*** Opening Source material ***
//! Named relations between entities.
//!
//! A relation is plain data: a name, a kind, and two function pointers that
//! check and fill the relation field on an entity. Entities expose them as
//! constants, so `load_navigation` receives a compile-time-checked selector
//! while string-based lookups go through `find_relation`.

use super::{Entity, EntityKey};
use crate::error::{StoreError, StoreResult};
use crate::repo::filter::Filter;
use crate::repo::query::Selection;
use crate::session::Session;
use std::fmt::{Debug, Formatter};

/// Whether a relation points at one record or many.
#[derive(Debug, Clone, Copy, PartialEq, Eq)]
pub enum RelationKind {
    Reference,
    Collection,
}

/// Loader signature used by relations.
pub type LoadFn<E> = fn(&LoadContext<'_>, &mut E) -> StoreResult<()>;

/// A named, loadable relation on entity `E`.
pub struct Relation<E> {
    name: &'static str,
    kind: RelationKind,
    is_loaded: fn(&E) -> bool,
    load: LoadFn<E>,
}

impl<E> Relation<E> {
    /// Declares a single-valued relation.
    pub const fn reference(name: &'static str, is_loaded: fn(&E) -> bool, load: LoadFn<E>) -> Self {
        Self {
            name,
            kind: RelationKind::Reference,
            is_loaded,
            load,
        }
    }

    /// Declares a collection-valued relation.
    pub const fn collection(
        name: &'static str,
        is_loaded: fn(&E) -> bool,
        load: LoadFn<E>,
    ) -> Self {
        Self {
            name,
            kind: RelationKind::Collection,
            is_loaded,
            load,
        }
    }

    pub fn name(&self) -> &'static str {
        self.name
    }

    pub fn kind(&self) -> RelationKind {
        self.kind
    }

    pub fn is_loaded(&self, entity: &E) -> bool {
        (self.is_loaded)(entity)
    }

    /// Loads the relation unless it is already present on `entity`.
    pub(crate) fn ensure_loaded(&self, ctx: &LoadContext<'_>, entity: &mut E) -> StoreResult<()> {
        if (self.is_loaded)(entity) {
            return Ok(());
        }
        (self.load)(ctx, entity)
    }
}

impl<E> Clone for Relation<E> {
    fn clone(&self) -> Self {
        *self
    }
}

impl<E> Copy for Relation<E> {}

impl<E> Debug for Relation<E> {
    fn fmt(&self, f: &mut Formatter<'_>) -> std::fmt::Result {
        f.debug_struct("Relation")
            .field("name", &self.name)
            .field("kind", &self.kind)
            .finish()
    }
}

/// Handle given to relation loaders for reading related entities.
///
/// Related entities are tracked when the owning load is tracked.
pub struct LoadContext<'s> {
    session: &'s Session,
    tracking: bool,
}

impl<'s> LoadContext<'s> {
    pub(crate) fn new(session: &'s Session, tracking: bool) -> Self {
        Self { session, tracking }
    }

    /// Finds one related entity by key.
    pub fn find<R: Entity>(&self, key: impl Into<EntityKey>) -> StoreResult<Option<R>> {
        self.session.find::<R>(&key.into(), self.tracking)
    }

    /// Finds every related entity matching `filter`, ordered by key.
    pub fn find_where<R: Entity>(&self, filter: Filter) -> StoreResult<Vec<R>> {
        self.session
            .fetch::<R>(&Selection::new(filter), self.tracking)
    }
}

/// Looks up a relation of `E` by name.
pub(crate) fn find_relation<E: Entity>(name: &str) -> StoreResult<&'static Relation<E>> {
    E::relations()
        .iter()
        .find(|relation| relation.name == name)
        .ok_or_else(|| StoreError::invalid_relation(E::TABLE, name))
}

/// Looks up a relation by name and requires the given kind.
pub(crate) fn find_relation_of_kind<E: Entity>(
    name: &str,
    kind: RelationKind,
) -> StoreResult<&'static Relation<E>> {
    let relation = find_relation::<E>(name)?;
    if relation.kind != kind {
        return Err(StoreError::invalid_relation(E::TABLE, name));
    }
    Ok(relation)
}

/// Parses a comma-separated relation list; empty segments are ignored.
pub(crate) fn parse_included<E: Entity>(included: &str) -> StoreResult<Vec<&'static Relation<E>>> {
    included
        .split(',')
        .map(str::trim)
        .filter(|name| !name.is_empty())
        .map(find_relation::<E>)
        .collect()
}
*** Closing Source material ***
▸ **Try it**
When a line holds the string "filter", pull it out of the listing.

▸ **Solution**
use crate::repo::filter::Filter;
    /// Finds every related entity matching `filter`, ordered by key.
    pub fn find_where<R: Entity>(&self, filter: Filter) -> StoreResult<Vec<R>> {
            .fetch::<R>(&Selection::new(filter), self.tracking)
        .filter(|name| !name.is_empty())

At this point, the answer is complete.